John Power John Power

Has there been a cover-up of London grooming gangs?

(Photo: Getty)

When the grooming gang crisis came under renewed scrutiny at the beginning of this year, the former Tory mayoral candidate Susan Hall asked Sadiq Khan eight times during mayor’s questions whether or not grooming gangs were operating in the capital.

His response was odd, to say the least.  Instead of directly answering the question, Khan repeatedly asked Hall to ‘define what she means by that’, and accused her of being nervous about speaking clearly. After some back and forth, Khan stated that there were issues in London with young girls being groomed in county line drug gangs, for which there was already a plethora of programmes and ‘hubs’.

A month later, on 25 February, the London Conservatives brought forward an amendment proposing a £4.49 million ‘independent inquiry into the exploitation of children in London’. The amendment was soundly defeated by 16 votes to nine, with Labour, Greens and Liberal Democrats opposing.

In June, when pressed again by Susan Hall, Khan gave a more straightforward answer. He said ‘there are no reported cases and also no indication of the grooming gangs that she is concerned about in London’, saying further that he had ‘no indication of them being in London’. Hall then asked if hypothetically evidence emerged that those in ‘Whitehall, local councils, police forces or the Crown Prosecution Service’ had been complicit in failing victims, he would ‘support prosecutions of those individuals’ – as has been the case with South Yorkshire police in respect to grooming gangs already. To which Khan replied ‘absolutely’.

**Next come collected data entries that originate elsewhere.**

//! AST parsing subsystem using tree-sitter.
//!
//! The [`ParserHost`] owns the grammar cache and is created once at
//! startup, then passed explicitly to the components that parse. Parsing
//! is CPU-bound and synchronous; callers on async paths offload it to a
//! worker pool.
//!
//! ```text
//! Source -> Language Detection -> tree-sitter Grammar
//!        -> Parse -> CST
//!        -> Unit Extraction   (units)   -> Vec<CodeUnit>
//!        -> Symbol/Ref Pass   (refs)    -> Vec<SymbolDefinition>, Vec<SymbolReference>
//! ```
//!
//! A file that fails to parse still produces its file unit; syntax errors
//! never abort ingestion.

pub mod languages;
pub mod refs;
pub mod units;

use dashmap::DashMap;

use crate::error::{QuarryError, QuarryResult};
use crate::types::Language;

/// Process-scoped parser handle with a per-language grammar cache.
pub struct ParserHost {
    grammars: DashMap<Language, tree_sitter::Language>,
}

impl ParserHost {
    /// Create an empty host; grammars load lazily on first use.
    pub fn new() -> Self {
        Self { grammars: DashMap::new() }
    }

    /// The tree-sitter grammar for a language (cached).
    pub fn grammar(&self, language: Language) -> tree_sitter::Language {
        self.grammars
            .entry(language)
            .or_insert_with(|| languages::grammar(language))
            .clone()
    }

    /// Parse source text. Returns an error only when tree-sitter itself
    /// gives up (timeout/cancellation); a tree containing ERROR nodes is
    /// still returned and usable.
    pub fn parse(&self, source: &[u8], language: Language) -> QuarryResult<tree_sitter::Tree> {
        let mut parser = tree_sitter::Parser::new();
        parser
            .set_language(&self.grammar(language))
            .map_err(|e| QuarryError::Internal(format!("grammar load failed: {e}")))?;
        parser.parse(source, None).ok_or_else(|| QuarryError::Internal(
            "tree-sitter returned no tree".into(),
        ))
    }
}

impl Default for ParserHost {
    fn default() -> Self {
        Self::new()
    }
}

/// Get the text of a tree-sitter node.
pub(crate) fn node_text<'a>(node: tree_sitter::Node<'_>, source: &'a [u8]) -> &'a str {
    std::str::from_utf8(&source[node.start_byte()..node.end_byte()]).unwrap_or("")
}

#[cfg(test)]
mod tests {
    use super::*;

    #[test]
    fn parse_all_languages() {
        let host = ParserHost::new();
        let samples: &[(Language, &str)] = &[
            (Language::TypeScript, "export function f(): number { return 1; }"),
            (Language::JavaScript, "function f() { return 1; }"),
            (Language::Python, "def f():\n    return 1\n"),
            (Language::Go, "package main\nfunc F() int { return 1 }"),
            (Language::Rust, "pub fn f() -> u32 { 1 }"),
            (Language::Java, "class A { int f() { return 1; } }"),
            (Language::C, "int f(void) { return 1; }"),
            (Language::Cpp, "class A { public: int f() { return 1; } };"),
        ];
        for (lang, src) in samples {
            let tree = host.parse(src.as_bytes(), *lang).expect("parse");
            assert!(!tree.root_node().has_error(), "unexpected error for {lang}");
        }
    }

    #[test]
    fn broken_source_still_yields_tree() {
        let host = ParserHost::new();
        let tree = host
            .parse(b"def broken(:\n  ???", Language::Python)
            .expect("parse");
        assert!(tree.root_node().has_error());
    }
}
//! Error types for quarry-core.
//!
//! One hierarchical enum so callers can pattern-match on the failure class.
//! Low-layer failures (per-file parse, per-item LLM calls) are recovered
//! where they occur and recorded; mid-layer failures (a whole phase, a
//! search request) surface to the caller through this type.

use std::path::PathBuf;

use thiserror::Error;

/// Top-level error type for all quarry-core operations.
#[derive(Debug, Error)]
pub enum QuarryError {
    /// Malformed query, invalid option, or unsupported language.
    /// Surfaced to the caller; never retried.
    #[error("invalid input: {message}")]
    Input {
        /// What was wrong with the input.
        message: String,
    },

    /// Tree-sitter failed for a specific file. Ingestion swallows this,
    /// emits at least the file unit, and continues.
    #[error("parse error for {path}: {message}")]
    Parse {
        /// Path to the file that failed to parse.
        path: PathBuf,
        /// Human-readable error description.
        message: String,
    },

    /// I/O or schema issue in the persistent stores. Partial writes are
    /// rolled back at the transaction boundary.
    #[error("storage error: {0}")]
    Storage(String),

    /// Embedding inference failed for a document.
    #[error("embedding error: {message}")]
    Embedding {
        /// Human-readable error description.
        message: String,
    },

    /// An LLM call failed. The sub-kind decides retry behaviour.
    #[error("llm error ({kind:?}): {message}")]
    Llm {
        /// Retry classification of the failure.
        kind: LlmErrorKind,
        /// Human-readable error description.
        message: String,
    },

    /// LLM output failed JSON validation or was too short to be usable.
    /// Counted as a non-recoverable item failure.
    #[error("invalid LLM response: {message}")]
    InvalidResponse {
        /// What was wrong with the response.
        message: String,
    },

    /// A batch or phase exceeded its time budget. The affected item is
    /// marked failed; the phase continues.
    #[error("timeout after {elapsed_ms}ms: {operation}")]
    Timeout {
        /// Description of the operation that timed out.
        operation: String,
        /// How long the operation ran before being cut off.
        elapsed_ms: u64,
    },

    /// A benchmark phase executor threw. The run is marked failed and
    /// downstream phases are blocked.
    #[error("phase '{phase}' failed: {message}")]
    Phase {
        /// Name of the failed phase.
        phase: String,
        /// Human-readable error description.
        message: String,
    },

    /// User cancellation. Current work stops cleanly with state persisted.
    #[error("operation aborted")]
    Aborted,

    // ---- Wrapped external errors ----
    /// SQLite error.
    #[error("database error: {0}")]
    Database(#[from] rusqlite::Error),

    /// I/O error.
    #[error("I/O error: {0}")]
    Io(#[from] std::io::Error),

    /// Serialization error.
    #[error("serialization error: {0}")]
    Serialization(String),

    /// Configuration is invalid or missing required fields.
    #[error("configuration error: {details}")]
    Config {
        /// What's wrong with the config.
        details: String,
    },

    /// Generic internal error for unexpected conditions.
    #[error("internal error: {0}")]
    Internal(String),
}

/// Retry classification for LLM failures.
#[derive(Debug, Clone, Copy, PartialEq, Eq)]
pub enum LlmErrorKind {
    /// Provider signalled a rate limit; the caller should back off.
    RateLimited,
    /// Transient failure worth retrying with backoff.
    Recoverable,
    /// Failure that will not succeed on retry; the item is counted failed.
    NonRecoverable,
}

impl QuarryError {
    /// Construct an [`QuarryError::Input`] from anything stringy.
    pub fn input(message: impl Into<String>) -> Self {
        Self::Input { message: message.into() }
    }

    /// Construct a rate-limit error with a suggested retry delay.
    pub fn rate_limited(message: impl Into<String>, retry_after_ms: u64) -> Self {
        Self::Llm {
            kind: LlmErrorKind::RateLimited,
            message: format!("{} (retry after {retry_after_ms}ms)", message.into()),
        }
    }

    /// Whether this failure should be retried with backoff.
    pub fn is_retryable(&self) -> bool {
        matches!(
            self,
            Self::Llm { kind: LlmErrorKind::RateLimited | LlmErrorKind::Recoverable, .. }
        )
    }
}

impl From<serde_json::Error> for QuarryError {
    fn from(e: serde_json::Error) -> Self {
        Self::Serialization(e.to_string())
    }
}

/// Convenience type alias for Results in quarry-core.
pub type QuarryResult<T> = Result<T, QuarryError>;

#[cfg(test)]
mod tests {
    use super::*;

    #[test]
    fn retryable_classification() {
        let rate = QuarryError::rate_limited("slow down", 500);
        assert!(rate.is_retryable());

        let hard = QuarryError::Llm {
            kind: LlmErrorKind::NonRecoverable,
            message: "model gone".into(),
        };
        assert!(!hard.is_retryable());

        assert!(!QuarryError::Aborted.is_retryable());
    }
}
#[cfg(test)]
mod tests {
    use super::*;
    use crate::error::LlmErrorKind;
    use crate::llm::ScriptedLlm;
    use crate::parser::{units, ParserHost};
    use crate::store::Store;
    use crate::tracker::hash_bytes;

    fn job_for(dir: &Path, name: &str, content: &str) -> FileJob {
        std::fs::write(dir.join(name), content).expect("write");
        let host = ParserHost::new();
        let path = PathBuf::from(name);
        let units = units::extract(&host, content, &path, Language::TypeScript, "h");
        FileJob {
            path,
            hash: hash_bytes(content.as_bytes()),
            content: content.to_string(),
            language: Language::TypeScript,
            units,
        }
    }

    fn harness(dir: &Path) -> (FileTracker, DocumentIndex) {
        let store = Arc::new(Store::open(&dir.join("index.db")).expect("open"));
        let tracker = FileTracker::new(Arc::clone(&store), dir);
        let index = DocumentIndex::in_memory(store, 8);
        (tracker, index)
    }

    fn config_with(types: Vec<DocumentType>) -> EnrichmentConfig {
        EnrichmentConfig { types, ..EnrichmentConfig::default() }
    }

    #[test]
    fn topo_order_respects_dependencies() {
        let order = topo_order(&[
            DocumentType::ProjectDoc,
            DocumentType::Idiom,
            DocumentType::FileSummary,
            DocumentType::CodeChunk,
        ])
        .expect("topo");

        let pos = |t: DocumentType| order.iter().position(|x| *x == t).expect("present");
        assert!(pos(DocumentType::CodeChunk) < pos(DocumentType::FileSummary));
        assert!(pos(DocumentType::FileSummary) < pos(DocumentType::Idiom));
        assert!(pos(DocumentType::Idiom) < pos(DocumentType::ProjectDoc));
    }

    #[tokio::test]
    async fn chunk_then_summary_in_dependency_order() {
        let dir = tempfile::tempdir().expect("tempdir");
        let (tracker, index) = harness(dir.path());
        let job = job_for(dir.path(), "a.ts", "export function a() {}");
        tracker.mark_indexed(&job.path, &job.hash, &[]).expect("mark");

        let llm = ScriptedLlm::new("");
        llm.push_response(r#"{"summary": "File a.", "responsibilities": []}"#);

        let orch = EnrichmentOrchestrator::new(
            llm.into_arc(),
            None,
            config_with(vec![DocumentType::FileSummary, DocumentType::CodeChunk]),
        );
        let report = orch
            .enrich_files(&[job], &tracker, &index, &CancellationToken::new())
            .await
            .expect("enrich");

        assert_eq!(report.items_failed, 0);
        assert!(report.documents_produced >= 2);

        // Topological order put the chunk before the summary within the file.
        let docs = index.get_by_file(Path::new("a.ts"), None).expect("docs");
        let chunk_pos = docs
            .iter()
            .position(|d| d.document_type == DocumentType::CodeChunk)
            .expect("chunk");
        let summary_pos = docs
            .iter()
            .position(|d| d.document_type == DocumentType::FileSummary)
            .expect("summary");
        assert!(chunk_pos < summary_pos);
    }

    #[tokio::test]
    async fn failed_item_recorded_and_others_continue() {
        let dir = tempfile::tempdir().expect("tempdir");
        let (tracker, index) = harness(dir.path());
        let job_a = job_for(dir.path(), "a.ts", "export function a() {}");
        let job_b = job_for(dir.path(), "b.ts", "export function b() {}");
        tracker.mark_indexed(&job_a.path, &job_a.hash, &[]).expect("mark");
        tracker.mark_indexed(&job_b.path, &job_b.hash, &[]).expect("mark");

        // Batch threshold is 2, so the batched path runs first and fails;
        // the per-item fallback then fails for a and succeeds for b.
        let llm = ScriptedLlm::new("");
        llm.push_error(LlmErrorKind::NonRecoverable, "batch refused");
        llm.push_error(LlmErrorKind::NonRecoverable, "item a refused");
        llm.push_response(r#"{"summary": "File b.", "responsibilities": []}"#);

        let orch = EnrichmentOrchestrator::new(
            llm.into_arc(),
            None,
            config_with(vec![DocumentType::CodeChunk, DocumentType::FileSummary]),
        );
        let report = orch
            .enrich_files(&[job_a, job_b], &tracker, &index, &CancellationToken::new())
            .await
            .expect("enrich");

        assert_eq!(report.items_failed, 1);
        assert!(!report.error_sample.is_empty());

        let state_a = tracker.enrichment_state(Path::new("a.ts")).expect("state");
        assert!(matches!(
            state_a.get(&DocumentType::FileSummary),
            Some(EnrichmentStatus::Failed(_))
        ));
        let state_b = tracker.enrichment_state(Path::new("b.ts")).expect("state");
        assert_eq!(
            state_b.get(&DocumentType::FileSummary),
            Some(&EnrichmentStatus::Complete)
        );
    }

    #[tokio::test]
    async fn complete_types_are_skipped_on_rerun() {
        let dir = tempfile::tempdir().expect("tempdir");
        let (tracker, index) = harness(dir.path());
        let job = job_for(dir.path(), "a.ts", "export function a() {}");
        tracker.mark_indexed(&job.path, &job.hash, &[]).expect("mark");

        let llm = ScriptedLlm::new("");
        llm.push_response(r#"{"summary": "File a.", "responsibilities": []}"#);
        let llm = llm.into_arc();

        let orch = EnrichmentOrchestrator::new(
            Arc::clone(&llm),
            None,
            config_with(vec![DocumentType::CodeChunk, DocumentType::FileSummary]),
        );
        orch.enrich_files(
            &[FileJob {
                path: job.path.clone(),
                hash: job.hash.clone(),
                content: job.content.clone(),
                language: job.language,
                units: job.units.clone(),
            }],
            &tracker,
            &index,
            &CancellationToken::new(),
        )
        .await
        .expect("first run");

        let report = orch
            .enrich_files(&[job], &tracker, &index, &CancellationToken::new())
            .await
            .expect("second run");
        assert_eq!(report.documents_produced, 0, "nothing left to produce");
    }

    #[tokio::test]
    async fn cancellation_stops_cleanly() {
        let dir = tempfile::tempdir().expect("tempdir");
        let (tracker, index) = harness(dir.path());
        let job = job_for(dir.path(), "a.ts", "export function a() {}");
        tracker.mark_indexed(&job.path, &job.hash, &[]).expect("mark");

        let cancel = CancellationToken::new();
        cancel.cancel();

        let orch = EnrichmentOrchestrator::new(
            ScriptedLlm::new("").into_arc(),
            None,
            config_with(vec![DocumentType::CodeChunk]),
        );
        let report = orch
            .enrich_files(&[job], &tracker, &index, &cancel)
            .await
            .expect("enrich");
        assert!(report.aborted);
        assert_eq!(report.documents_produced, 0);
    }
}
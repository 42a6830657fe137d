//! Token-budgeted structural repo maps.
//!
//! Files are ordered by the summed PageRank of their symbols; symbols
//! within a file by line. Emission shows one nested level (methods under
//! their class) and stops once the character budget - `max_tokens` at 4
//! chars per token - runs out.

use std::collections::HashMap;
use std::path::PathBuf;

use crate::graph::ReferenceGraph;
use crate::types::SymbolDefinition;

const MAX_SYMBOLS_PER_FILE: usize = 20;
const MAX_METHODS_PER_CLASS: usize = 10;
const QUERY_TOP_SYMBOLS: usize = 50;
const CHARS_PER_TOKEN: usize = 4;

/// Generate the full-project map within `max_tokens`.
pub fn generate(graph: &ReferenceGraph, max_tokens: u32) -> String {
    let files = files_by_rank(graph);
    render(graph, &files, None, max_tokens)
}

/// Generate a query-focused map: symbols scored against the query, the
/// top 50 kept, then grouped and emitted like the full map.
pub fn generate_for_query(graph: &ReferenceGraph, query: &str, max_tokens: u32) -> String {
    let tokens: Vec<String> = query
        .split_whitespace()
        .map(str::to_lowercase)
        .filter(|t| t.len() >= 2)
        .collect();
    if tokens.is_empty() {
        return generate(graph, max_tokens);
    }

    let mut scored: Vec<(f64, &SymbolDefinition)> = graph
        .symbols
        .values()
        .filter_map(|s| {
            let score = relevance(s, &tokens);
            (score > 0.0).then_some((score, s))
        })
        .collect();
    scored.sort_by(|a, b| b.0.partial_cmp(&a.0).unwrap_or(std::cmp::Ordering::Equal));
    scored.truncate(QUERY_TOP_SYMBOLS);

    let keep: std::collections::HashSet<&str> =
        scored.iter().map(|(_, s)| s.id.as_str()).collect();

    // Order files by their best symbol relevance.
    let mut file_scores: HashMap<&PathBuf, f64> = HashMap::new();
    for (score, s) in &scored {
        let entry = file_scores.entry(&s.file_path).or_insert(0.0);
        *entry += score;
    }
    let mut files: Vec<(PathBuf, f64)> = file_scores
        .into_iter()
        .map(|(p, s)| (p.clone(), s))
        .collect();
    files.sort_by(|a, b| b.1.partial_cmp(&a.1).unwrap_or(std::cmp::Ordering::Equal));

    render(graph, &files, Some(&keep), max_tokens)
}

/// `(10·name + 5·signature + 3·path) × (1 + rank·100)`.
fn relevance(symbol: &SymbolDefinition, tokens: &[String]) -> f64 {
    let name = symbol.name.to_lowercase();
    let signature = symbol.signature.to_lowercase();
    let path = symbol.file_path.to_string_lossy().to_lowercase();

    let mut base = 0.0;
    for token in tokens {
        if name.contains(token) {
            base += 10.0;
        }
        if signature.contains(token) {
            base += 5.0;
        }
        if path.contains(token) {
            base += 3.0;
        }
    }
    base * (1.0 + symbol.pagerank_score * 100.0)
}

fn files_by_rank(graph: &ReferenceGraph) -> Vec<(PathBuf, f64)> {
    let mut scores: HashMap<&PathBuf, f64> = HashMap::new();
    for s in graph.symbols.values() {
        *scores.entry(&s.file_path).or_insert(0.0) += s.pagerank_score;
    }
    let mut files: Vec<(PathBuf, f64)> =
        scores.into_iter().map(|(p, s)| (p.clone(), s)).collect();
    files.sort_by(|a, b| {
        b.1.partial_cmp(&a.1)
            .unwrap_or(std::cmp::Ordering::Equal)
            .then_with(|| a.0.cmp(&b.0))
    });
    files
}

fn render(
    graph: &ReferenceGraph,
    files: &[(PathBuf, f64)],
    keep: Option<&std::collections::HashSet<&str>>,
    max_tokens: u32,
) -> String {
    let char_budget = max_tokens as usize * CHARS_PER_TOKEN;
    let mut out = String::new();

    'files: for (path, _) in files {
        let mut symbols: Vec<&SymbolDefinition> = graph
            .symbols
            .values()
            .filter(|s| &s.file_path == path)
            .filter(|s| keep.map_or(true, |k| k.contains(s.id.as_str())))
            .collect();
        symbols.sort_by_key(|s| s.start_line);

        // Top level first; methods render nested under their parent.
        let top: Vec<&SymbolDefinition> = symbols
            .iter()
            .filter(|s| s.parent_id.is_none())
            .copied()
            .take(MAX_SYMBOLS_PER_FILE)
            .collect();
        if top.is_empty() && symbols.is_empty() {
            continue;
        }

        let header = format!("{}:\n", path.display());
        if out.len() + header.len() > char_budget {
            break;
        }
        out.push_str(&header);

        // Orphan methods (parent filtered out) still appear at top level
        // in query mode.
        let listed: Vec<&SymbolDefinition> = if top.is_empty() {
            symbols.iter().copied().take(MAX_SYMBOLS_PER_FILE).collect()
        } else {
            top
        };

        for symbol in listed {
            let line = format!("  {}\n", describe(symbol));
            if out.len() + line.len() > char_budget {
                break 'files;
            }
            out.push_str(&line);

            let mut methods: Vec<&SymbolDefinition> = symbols
                .iter()
                .filter(|m| m.parent_id.as_deref() == Some(symbol.id.as_str()))
                .copied()
                .collect();
            methods.sort_by_key(|m| m.start_line);
            for method in methods.into_iter().take(MAX_METHODS_PER_CLASS) {
                let line = format!("    {}\n", describe(method));
                if out.len() + line.len() > char_budget {
                    break 'files;
                }
                out.push_str(&line);
            }
        }
    }

    out
}

fn describe(symbol: &SymbolDefinition) -> String {
    if symbol.signature.is_empty() {
        format!("{} {}", symbol.kind.as_str(), symbol.name)
    } else {
        symbol.signature.clone()
    }
}

#[cfg(test)]
mod tests {
    use super::*;
    use crate::graph::PageRankParams;
    use crate::types::{Language, RefKind, SymbolKind, SymbolReference};

    fn symbol(id: &str, name: &str, file: &str, line: u32, parent: Option<&str>) -> SymbolDefinition {
        SymbolDefinition {
            id: id.into(),
            kind: if parent.is_some() { SymbolKind::Method } else { SymbolKind::Class },
            name: name.into(),
            file_path: PathBuf::from(file),
            start_line: line,
            end_line: line + 5,
            signature: format!("fn {name}()"),
            docstring: None,
            parent_id: parent.map(Into::into),
            is_exported: true,
            language: Language::Rust,
            pagerank_score: 0.0,
            updated_at: 0,
        }
    }

    fn reference(from: &str, to: &str) -> SymbolReference {
        SymbolReference {
            from_symbol_id: from.into(),
            to_symbol_name: to.into(),
            to_symbol_id: None,
            kind: RefKind::Call,
            file_path: PathBuf::from("caller.rs"),
            line: 1,
            is_resolved: false,
        }
    }

    fn sample_graph() -> ReferenceGraph {
        let symbols = vec![
            symbol("core", "CoreEngine", "src/core.rs", 1, None),
            symbol("core_run", "run", "src/core.rs", 3, Some("core")),
            symbol("util", "format_bytes", "src/util.rs", 1, None),
            symbol("caller1", "main_entry", "caller.rs", 1, None),
            symbol("caller2", "second_entry", "caller.rs", 10, None),
        ];
        // Both callers reference CoreEngine, making core.rs top-ranked.
        let refs = vec![
            reference("caller1", "CoreEngine"),
            reference("caller2", "CoreEngine"),
        ];
        ReferenceGraph::build(symbols, refs, PageRankParams::default())
    }

    #[test]
    fn highest_ranked_file_comes_first() {
        let graph = sample_graph();
        let map = generate(&graph, 2000);
        let core_pos = map.find("src/core.rs").expect("core listed");
        let util_pos = map.find("src/util.rs").expect("util listed");
        assert!(core_pos < util_pos);
    }

    #[test]
    fn methods_nest_under_their_class() {
        let graph = sample_graph();
        let map = generate(&graph, 2000);
        let class_line = map.find("fn CoreEngine()").expect("class");
        let method_line = map.find("    fn run()").expect("nested method");
        assert!(class_line < method_line);
    }

    #[test]
    fn budget_caps_output() {
        let graph = sample_graph();
        let map = generate(&graph, 10);
        assert!(map.len() <= 10 * CHARS_PER_TOKEN + 64);
    }

    #[test]
    fn query_map_filters_symbols() {
        let graph = sample_graph();
        let map = generate_for_query(&graph, "format bytes", 2000);
        assert!(map.contains("format_bytes"));
        assert!(!map.contains("CoreEngine"));
    }

    #[test]
    fn empty_query_falls_back_to_full_map() {
        let graph = sample_graph();
        let map = generate_for_query(&graph, "  ", 2000);
        assert!(map.contains("src/core.rs"));
    }

    #[test]
    fn empty_graph_renders_empty() {
        let graph = ReferenceGraph::default();
        assert!(generate(&graph, 1000).is_empty());
    }
}
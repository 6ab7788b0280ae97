//! Gray-level statistics

use findimages_core::GrayRaster;

/// Summary of the gray levels in a raster
#[derive(Debug, Clone, Copy, PartialEq)]
pub struct GrayStats {
    /// Lowest occupied gray level
    pub min: u8,
    /// Highest occupied gray level
    pub max: u8,
    /// Mean gray level
    pub mean: f64,
}

impl GrayStats {
    /// Compute min, max and mean from a 256-bin histogram.
    ///
    /// Returns `None` for an empty histogram.
    pub fn from_histogram(hist: &[u32; 256]) -> Option<Self> {
        let min = hist.iter().position(|&c| c > 0)?;
        let max = hist.iter().rposition(|&c| c > 0)?;
        let (count, sum) = hist
            .iter()
            .enumerate()
            .fold((0u64, 0u64), |(n, s), (v, &c)| {
                (n + c as u64, s + v as u64 * c as u64)
            });
        Some(Self {
            min: min as u8,
            max: max as u8,
            mean: sum as f64 / count as f64,
        })
    }

    /// Compute statistics directly from a raster.
    pub fn of(gray: &GrayRaster) -> Self {
        let hist = grayscale_histogram(gray);
        // A GrayRaster always has at least one pixel.
        Self::from_histogram(&hist).unwrap_or(Self {
            min: 0,
            max: 0,
            mean: 0.0,
        })
    }

    /// True if the levels already span 0..=255.
    pub fn is_full_range(&self) -> bool {
        self.min == 0 && self.max == 255
    }
}

/// 256-bin histogram of gray levels
pub fn grayscale_histogram(gray: &GrayRaster) -> [u32; 256] {
    let mut hist = [0u32; 256];
    for &v in gray.data() {
        hist[v as usize] += 1;
    }
    hist
}

#[cfg(test)]
mod tests {
    use super::*;

    #[test]
    fn test_histogram_and_stats() {
        let gray = GrayRaster::from_vec(2, 2, vec![10, 10, 20, 200]).unwrap();
        let hist = grayscale_histogram(&gray);
        assert_eq!(hist[10], 2);
        assert_eq!(hist[200], 1);
        let stats = GrayStats::of(&gray);
        assert_eq!(stats.min, 10);
        assert_eq!(stats.max, 200);
        assert!((stats.mean - 60.0).abs() < 1e-9);
        assert!(!stats.is_full_range());
    }

    #[test]
    fn test_empty_histogram() {
        assert!(GrayStats::from_histogram(&[0; 256]).is_none());
    }
}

A straightforward answer that Khan may come to regret, as the Metropolitan Police have now confirmed that they are now reviewing 9,000 cases of child sexual exploitation. Many campaigners, including Maggie Oliver who blew the whistle on grooming gangs in Rochdale, called London the ‘last bastion’ of the cover-up. Chris Wild, a longtime campaigner, has described the problem in London as ‘more catastrophic’ than anywhere else in the country.

If the picture painted by these campaigners is true, and the national inquiry finds a pattern of grooming gangs being covered-up by local authorities, Khan will have a crisis on his hands, as he has pledged to support the prosecution of officials and councillors involved in any cover-up.

What is even more worrying for Khan are allegations made in the Daily Express that the Mayor appears to have read HM Inspectorate of Constabulary reports – which include case studies of young girls being abused by groups of older men – whilst issuing public denials about grooming gangs in the capital. The shadow home secretary Chris Philp has already accused Khan of ‘facilitating a cover-up’. Khan’s spokesperson said that he was committed to doing all he can to protect children in London from organised criminal and sexual exploitation and bring perpetrators to justice, but did not seem to address the issue of grooming gangs specifically.

The Met has also complicated the picture, with a spokesperson saying that: ‘Our data shows the group-based child sexual abuse and exploitation picture in London is more varied than in other parts of the country and does not neatly align with patterns of methodology, ethnicity or nationality seen elsewhere.’

The suggestion seems to be that whilst London does have an ongoing issue with child sexual abuse, it does not fit the pattern of Pakistani men targeting white children as in the north of England, where there is amongst other things a clearer ethnic dichotomy.

It is certainly true that parts of London has a more complicated racial makeup than towns and cities like Rochdale and Rotherham. However, many outer boroughs such as Bromley have an ethnic mix roughly comparable to that of Rotherham. Moreover, the first recorded incidents of Pakistani grooming gangs operating in the north are usually dated to the 1960s and 1970s, during which time several Pakistani communities began to emerge in London in places like Tooting, Southall and Newham. Many of these communities come from the same Mirpuri region as the Pakistanis who settled in northern mill towns. Is there any reason to believe that the same pattern of inter-communal sexual exploitation would not have taken place in London?

Director of Open Justice UK, Adam Wren, told The Spectator

‘For anyone who has taken this issue seriously or examined the evidence with care, group-based child sexual exploitation being rife in London will come as no surprise. Court transcripts we’ve obtained reference girls from places like Bradford being trafficked by grooming gangs to London – sometimes passed around for sex to pay off their groomers’ debts. Home to the UK’s largest Pakistani community, a group disproportionately represented in grooming gang convictions nationwide, the suggestion that the capital would somehow be the exception to this pattern goes against both logic and evidence.

Considering we only prosecute a handful out of hundreds of rapists in each case, a full investigation into grooming gangs will likely uncover not just the same patterns of offending in London but in many cases the same perpetrators as in places like Rotherham and Telford.

It is difficult to believe a mayor with privileged access to police reporting would be unaware of this unless actively turning a blind eye.’

If there is a single quote which sums up Sadiq Khan’s worldview, it is his often used refrain that ‘London’s diversity is not a weakness, it’s one of our greatest strengths’. It remains to be seen if this mawkish sentiment will survive if evidence emerges of widespread racially motivated sexual atrocities in the capital.